CRISE DE LEGITIMAÇÃO E ELEIÇÃO PRESIDENCIAL – 4 DE 4

BOLSONARO VOLTA AO POSTO DE CAPITÃO, O CAPITÃO NASCIMENTO

Carlos Novaes, 03 de outubro de 2018 — 04:37h

 

Em 11 de setembro de 2010 fiz palestra em Seminário realizado para os alunos do curso de cinema da FAAP, na qual analisei o sucesso de público dos filmes Dois Filhos de Francisco e Tropa de Elite (participava da mesa comigo Mara Kotscho, roteirista de Dois Filhos, estando na platéia o roteirista do Tropa). Desenvolvi minha análise a partir do que já via como central para o sucesso de cada um dos filmes: Dois Filhos de Francisco dialoga, a contrapelo, com a figura do pai-ausente, tão comum nos extratos populares; Tropa de Elite dialoga com a ânsia por um princípio de ordem em meio à esculhambação e à balbúrdia — o sucesso dos dois filmes convergia para uma afeição autoritária, em favor do pai arbitral e rompedor de caminhos.

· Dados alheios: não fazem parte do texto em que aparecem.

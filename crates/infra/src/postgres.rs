//! Postgres-backed membership store and identity directory.
//!
//! ## Atomicity
//!
//! The three invariant-bearing conditions live in single statements, never
//! in engine-side read-then-write pairs:
//!
//! - `(company_id, user_id)` uniqueness is a database constraint; a `23505`
//!   violation surfaces as [`StoreError::DuplicateMember`].
//! - The owner-count condition on role changes and deletes is part of the
//!   `UPDATE`/`DELETE` predicate itself.
//! - Grant upserts write both booleans in one `ON CONFLICT .. DO UPDATE`.
//!
//! ## Schema
//!
//! The store expects the following tables (managed by the deployment's
//! migration tooling, external to this crate):
//!
//! ```sql
//! CREATE TABLE company_member (
//!     id          uuid PRIMARY KEY,
//!     company_id  uuid NOT NULL REFERENCES company(id) ON DELETE CASCADE,
//!     user_id     uuid NOT NULL,
//!     role        text NOT NULL,
//!     access_type text NOT NULL,
//!     invited_by  uuid,
//!     invited_at  timestamptz NOT NULL,
//!     created_at  timestamptz NOT NULL DEFAULT now(),
//!     UNIQUE (company_id, user_id)
//! );
//!
//! CREATE TABLE company_member_topic_access (
//!     id                uuid PRIMARY KEY,
//!     company_member_id uuid NOT NULL
//!         REFERENCES company_member(id) ON DELETE CASCADE,
//!     topic_id          uuid NOT NULL REFERENCES topic(id),
//!     can_view          boolean NOT NULL,
//!     can_edit          boolean NOT NULL,
//!     created_at        timestamptz NOT NULL DEFAULT now(),
//!     UNIQUE (company_member_id, topic_id)
//! );
//!
//! CREATE TABLE app_user (
//!     id                 uuid PRIMARY KEY,
//!     email              text NOT NULL UNIQUE,
//!     invited_at         timestamptz,
//!     invite_redirect_to text,
//!     confirmed_at       timestamptz
//! );
//! ```

use anyhow::anyhow;
use async_trait::async_trait;
use chrono::{DateTime, Utc};
use sqlx::postgres::PgRow;
use sqlx::{PgPool, Row};
use uuid::Uuid;

use disclose_access::identity::{IdentityError, IdentityProvider};
use disclose_access::store::{MembershipStore, StoreError};
use disclose_access::{
    AccessType, CompanyMember, MemberUpdate, NewMember, Role, TopicAccess, TopicGrant,
};
use disclose_core::{CompanyId, GrantId, MemberId, TopicId, UserId};

/// Postgres `company_member` / `company_member_topic_access` store.
///
/// The pool is cheap to clone and thread-safe; one store per process is the
/// normal wiring, handed to engines as `Arc<dyn MembershipStore>`.
#[derive(Debug, Clone)]
pub struct PostgresMembershipStore {
    pool: PgPool,
}

impl PostgresMembershipStore {
    pub fn new(pool: PgPool) -> Self {
        Self { pool }
    }
}

/// Decode the text tags for role/scope; a tag this crate did not write is
/// treated as corruption, not as a permissive default.
fn parse_member_tags(role: &str, access_type: &str) -> Result<(Role, AccessType), StoreError> {
    let role: Role = role
        .parse()
        .map_err(|e| StoreError::Backend(anyhow!("corrupt role column: {e}")))?;
    let access_type: AccessType = access_type
        .parse()
        .map_err(|e| StoreError::Backend(anyhow!("corrupt access_type column: {e}")))?;
    Ok((role, access_type))
}

fn member_from_row(row: &PgRow) -> Result<CompanyMember, StoreError> {
    let role: String = row.try_get("role").map_err(backend)?;
    let access_type: String = row.try_get("access_type").map_err(backend)?;
    let (role, access_type) = parse_member_tags(&role, &access_type)?;

    Ok(CompanyMember {
        id: MemberId::from_uuid(row.try_get::<Uuid, _>("id").map_err(backend)?),
        company_id: CompanyId::from_uuid(row.try_get::<Uuid, _>("company_id").map_err(backend)?),
        user_id: UserId::from_uuid(row.try_get::<Uuid, _>("user_id").map_err(backend)?),
        role,
        access_type,
        invited_by: row
            .try_get::<Option<Uuid>, _>("invited_by")
            .map_err(backend)?
            .map(UserId::from_uuid),
        invited_at: row
            .try_get::<DateTime<Utc>, _>("invited_at")
            .map_err(backend)?,
        created_at: row
            .try_get::<DateTime<Utc>, _>("created_at")
            .map_err(backend)?,
    })
}

fn grant_from_row(row: &PgRow) -> Result<TopicAccess, StoreError> {
    Ok(TopicAccess {
        id: GrantId::from_uuid(row.try_get::<Uuid, _>("id").map_err(backend)?),
        company_member_id: MemberId::from_uuid(
            row.try_get::<Uuid, _>("company_member_id").map_err(backend)?,
        ),
        topic_id: TopicId::from_uuid(row.try_get::<Uuid, _>("topic_id").map_err(backend)?),
        can_view: row.try_get("can_view").map_err(backend)?,
        can_edit: row.try_get("can_edit").map_err(backend)?,
        created_at: row
            .try_get::<DateTime<Utc>, _>("created_at")
            .map_err(backend)?,
    })
}

fn is_unique_violation(err: &sqlx::Error) -> bool {
    matches!(err, sqlx::Error::Database(db) if db.code().as_deref() == Some("23505"))
}

fn backend(err: sqlx::Error) -> StoreError {
    StoreError::Backend(anyhow!(err))
}

const MEMBER_COLUMNS: &str =
    "id, company_id, user_id, role, access_type, invited_by, invited_at, created_at";

const GRANT_COLUMNS: &str = "id, company_member_id, topic_id, can_view, can_edit, created_at";

#[async_trait]
impl MembershipStore for PostgresMembershipStore {
    async fn member_by_user(
        &self,
        company_id: CompanyId,
        user_id: UserId,
    ) -> Result<Option<CompanyMember>, StoreError> {
        let row = sqlx::query(&format!(
            "SELECT {MEMBER_COLUMNS} FROM company_member WHERE company_id = $1 AND user_id = $2"
        ))
        .bind(company_id.as_uuid())
        .bind(user_id.as_uuid())
        .fetch_optional(&self.pool)
        .await
        .map_err(backend)?;

        row.as_ref().map(member_from_row).transpose()
    }

    async fn member_by_id(&self, member_id: MemberId) -> Result<Option<CompanyMember>, StoreError> {
        let row = sqlx::query(&format!(
            "SELECT {MEMBER_COLUMNS} FROM company_member WHERE id = $1"
        ))
        .bind(member_id.as_uuid())
        .fetch_optional(&self.pool)
        .await
        .map_err(backend)?;

        row.as_ref().map(member_from_row).transpose()
    }

    async fn members_of_company(
        &self,
        company_id: CompanyId,
    ) -> Result<Vec<CompanyMember>, StoreError> {
        let rows = sqlx::query(&format!(
            "SELECT {MEMBER_COLUMNS} FROM company_member \
             WHERE company_id = $1 ORDER BY created_at, id"
        ))
        .bind(company_id.as_uuid())
        .fetch_all(&self.pool)
        .await
        .map_err(backend)?;

        rows.iter().map(member_from_row).collect()
    }

    async fn insert_member(&self, record: NewMember) -> Result<CompanyMember, StoreError> {
        let row = sqlx::query(&format!(
            "INSERT INTO company_member \
             (id, company_id, user_id, role, access_type, invited_by, invited_at) \
             VALUES ($1, $2, $3, $4, $5, $6, $7) \
             RETURNING {MEMBER_COLUMNS}"
        ))
        .bind(MemberId::new().as_uuid())
        .bind(record.company_id.as_uuid())
        .bind(record.user_id.as_uuid())
        .bind(record.role.as_str())
        .bind(record.access_type.as_str())
        .bind(record.invited_by.map(|u| *u.as_uuid()))
        .bind(record.invited_at)
        .fetch_one(&self.pool)
        .await
        .map_err(|e| {
            if is_unique_violation(&e) {
                StoreError::DuplicateMember
            } else {
                backend(e)
            }
        })?;

        member_from_row(&row)
    }

    async fn update_member(
        &self,
        member_id: MemberId,
        update: MemberUpdate,
    ) -> Result<CompanyMember, StoreError> {
        // The owner-count condition is part of the UPDATE predicate, so two
        // concurrent demotions of the last owner cannot both pass it.
        let row = sqlx::query(&format!(
            "UPDATE company_member \
             SET role = COALESCE($2, role), access_type = COALESCE($3, access_type) \
             WHERE id = $1 \
               AND (COALESCE($2, role) = 'owner' \
                    OR role <> 'owner' \
                    OR EXISTS (SELECT 1 FROM company_member other \
                               WHERE other.company_id = company_member.company_id \
                                 AND other.id <> company_member.id \
                                 AND other.role = 'owner')) \
             RETURNING {MEMBER_COLUMNS}"
        ))
        .bind(member_id.as_uuid())
        .bind(update.role.map(Role::as_str))
        .bind(update.access_type.map(AccessType::as_str))
        .fetch_optional(&self.pool)
        .await
        .map_err(backend)?;

        match row {
            Some(row) => member_from_row(&row),
            None => {
                // Distinguish "no such member" from "guard refused".
                if self.member_by_id(member_id).await?.is_some() {
                    Err(StoreError::SoleOwner)
                } else {
                    Err(StoreError::NotFound)
                }
            }
        }
    }

    async fn delete_member(&self, member_id: MemberId) -> Result<(), StoreError> {
        let result = sqlx::query(
            "DELETE FROM company_member \
             WHERE id = $1 \
               AND (role <> 'owner' \
                    OR EXISTS (SELECT 1 FROM company_member other \
                               WHERE other.company_id = company_member.company_id \
                                 AND other.id <> company_member.id \
                                 AND other.role = 'owner'))",
        )
        .bind(member_id.as_uuid())
        .execute(&self.pool)
        .await
        .map_err(backend)?;

        if result.rows_affected() == 0 {
            if self.member_by_id(member_id).await?.is_some() {
                return Err(StoreError::SoleOwner);
            }
            return Err(StoreError::NotFound);
        }
        Ok(())
    }

    async fn topic_grant(
        &self,
        member_id: MemberId,
        topic_id: TopicId,
    ) -> Result<Option<TopicAccess>, StoreError> {
        let row = sqlx::query(&format!(
            "SELECT {GRANT_COLUMNS} FROM company_member_topic_access \
             WHERE company_member_id = $1 AND topic_id = $2"
        ))
        .bind(member_id.as_uuid())
        .bind(topic_id.as_uuid())
        .fetch_optional(&self.pool)
        .await
        .map_err(backend)?;

        row.as_ref().map(grant_from_row).transpose()
    }

    async fn topic_grants_of_member(
        &self,
        member_id: MemberId,
    ) -> Result<Vec<TopicAccess>, StoreError> {
        let rows = sqlx::query(&format!(
            "SELECT {GRANT_COLUMNS} FROM company_member_topic_access \
             WHERE company_member_id = $1 ORDER BY created_at, id"
        ))
        .bind(member_id.as_uuid())
        .fetch_all(&self.pool)
        .await
        .map_err(backend)?;

        rows.iter().map(grant_from_row).collect()
    }

    async fn upsert_topic_grant(
        &self,
        member_id: MemberId,
        topic_id: TopicId,
        grant: TopicGrant,
    ) -> Result<TopicAccess, StoreError> {
        // Both booleans in one statement; a torn can_view/can_edit pair is
        // impossible at this layer.
        let row = sqlx::query(&format!(
            "INSERT INTO company_member_topic_access \
             (id, company_member_id, topic_id, can_view, can_edit) \
             VALUES ($1, $2, $3, $4, $5) \
             ON CONFLICT (company_member_id, topic_id) \
             DO UPDATE SET can_view = EXCLUDED.can_view, can_edit = EXCLUDED.can_edit \
             RETURNING {GRANT_COLUMNS}"
        ))
        .bind(GrantId::new().as_uuid())
        .bind(member_id.as_uuid())
        .bind(topic_id.as_uuid())
        .bind(grant.can_view)
        .bind(grant.can_edit)
        .fetch_one(&self.pool)
        .await
        .map_err(backend)?;

        grant_from_row(&row)
    }

    async fn delete_topic_grant(
        &self,
        member_id: MemberId,
        topic_id: TopicId,
    ) -> Result<(), StoreError> {
        sqlx::query(
            "DELETE FROM company_member_topic_access \
             WHERE company_member_id = $1 AND topic_id = $2",
        )
        .bind(member_id.as_uuid())
        .bind(topic_id.as_uuid())
        .execute(&self.pool)
        .await
        .map_err(backend)?;
        Ok(())
    }

    async fn topic_catalog(&self) -> Result<Vec<TopicId>, StoreError> {
        let rows = sqlx::query("SELECT id FROM topic ORDER BY id")
            .fetch_all(&self.pool)
            .await
            .map_err(backend)?;

        rows.iter()
            .map(|row| {
                Ok(TopicId::from_uuid(
                    row.try_get::<Uuid, _>("id").map_err(backend)?,
                ))
            })
            .collect()
    }
}

/// Postgres-backed identity directory.
///
/// Plays the identity platform's admin API against its own `app_user` table:
/// direct indexed lookup by email (exact match, as the platform records it)
/// and invitation issuance. Issuing an invitation records the unconfirmed
/// account and its redirect target; delivering the email belongs to the
/// platform's mailer, outside this crate.
#[derive(Debug, Clone)]
pub struct PostgresDirectory {
    pool: PgPool,
}

impl PostgresDirectory {
    pub fn new(pool: PgPool) -> Self {
        Self { pool }
    }
}

#[async_trait]
impl IdentityProvider for PostgresDirectory {
    async fn find_user_by_email(&self, email: &str) -> Result<Option<UserId>, IdentityError> {
        let row = sqlx::query("SELECT id FROM app_user WHERE email = $1")
            .bind(email)
            .fetch_optional(&self.pool)
            .await
            .map_err(|e| IdentityError::Unavailable(anyhow!(e)))?;

        row.map(|row| {
            row.try_get::<Uuid, _>("id")
                .map(UserId::from_uuid)
                .map_err(|e| IdentityError::Unavailable(anyhow!(e)))
        })
        .transpose()
    }

    async fn invite_user_by_email(
        &self,
        email: &str,
        redirect_to: &str,
    ) -> Result<UserId, IdentityError> {
        let row = sqlx::query(
            "INSERT INTO app_user (id, email, invited_at, invite_redirect_to) \
             VALUES ($1, $2, now(), $3) \
             RETURNING id",
        )
        .bind(UserId::new().as_uuid())
        .bind(email)
        .bind(redirect_to)
        .fetch_one(&self.pool)
        .await
        .map_err(|e| {
            if is_unique_violation(&e) {
                IdentityError::Rejected(format!("an account already exists for {email}"))
            } else {
                IdentityError::Unavailable(anyhow!(e))
            }
        })?;

        let user_id = row
            .try_get::<Uuid, _>("id")
            .map(UserId::from_uuid)
            .map_err(|e| IdentityError::Unavailable(anyhow!(e)))?;

        tracing::info!(redirect_to, "invitation recorded for delivery");
        Ok(user_id)
    }
}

Os anos se passaram, vim desenvolvendo o diagnóstico da crise de legitimação do Estado de Direito Autoritário e chegamos às eleições de 2018, com os debates na TV entre os candidatos à presidência. Dos até aqui realizados, achei o mais recente, o da Record, perturbador. É que notei, entre os demais candidatos presentes, um desconforto generalizado diante da atuação do Cabo Daciolo; foi como se ninguém tivesse resposta para a verdade profunda que ele trazia à tona.

Os dias vieram passando e foi ficando cada vez mais difícil enquadrar aquela atuação do Cabo Daciolo sob o mero registro do folclore, ou melhor, constatei que ela só pode ser vista como folclórica num sentido muito profundo do que é o folclore: ela vai se revelando profética. O policial militar evangélico, com a Bíblia na mão, fez a síntese do momento histórico e anunciou os novos tempos: todos os outros candidatos ali presentes representam o status quo e estão aquém das tarefas exigidas pelos sofrimentos da maioria da sociedade.

A crise de legitimação do Estado de Direito Autoritário finalmente veio a furo, e da pior maneira: favorecendo uma variante ainda mais autoritária, precisamente porque amputada da revolta contra a desigualdade, ainda que essa nova variante autoritária esteja a crescer precisamente porque passou a receber o apoio das emoções mais autênticas de quem mais sofre a desigualdade, como mostram os números da pesquisa DataFolha mais recente, nos quais, entre outras movimentações, se vê as mulheres pobres evangélicas sendo engolfadas pela onda Bolsonaro — mais uma vez, a desigualdade vai sendo posta a serviço da própria continuação.

Não vai faltar quem veja nessa onda uma revolta antilulista e/ou antipetista, como se uma movimentação tectônica pudesse ser explicada pelos ventos que varrem a superfície do fenômeno. Uma revolta por ordem contra uma ordem em crise sempre precisa de um fio condutor. Assim como a ascensão do nazismo não se deveu ao antissemitismo; também a ascensão do capitão Nascimento não pode ser explicada pelo antipetismo. Lula entra nessa história como o Judas indispensável a essas situações.

Em 16 de setembro de 2016, escrevi neste blog o artigo Consolidação do Autoritarismono qual, entre outras coisas, perguntava se o leitor poderia conceber coisa pior do que assistir a uma ascensão de Alckmin à testa de

um retrocesso no marco legal da vida político-social (com a correspondente gestão reacionária e fraudulenta dos recursos do Estado) e com a intensificação do arbítrio policial (com o apoio da religiosidade reacionária), tudo amarrado numa nova solda eleitoral do entulho autoritário (p-MDB + PM, com o beneplácito garantidor das Forças Armadas, cada vez mais “prestigiadas”).

Estamos a ver que nada é tão ruim que não possa se fazer pior.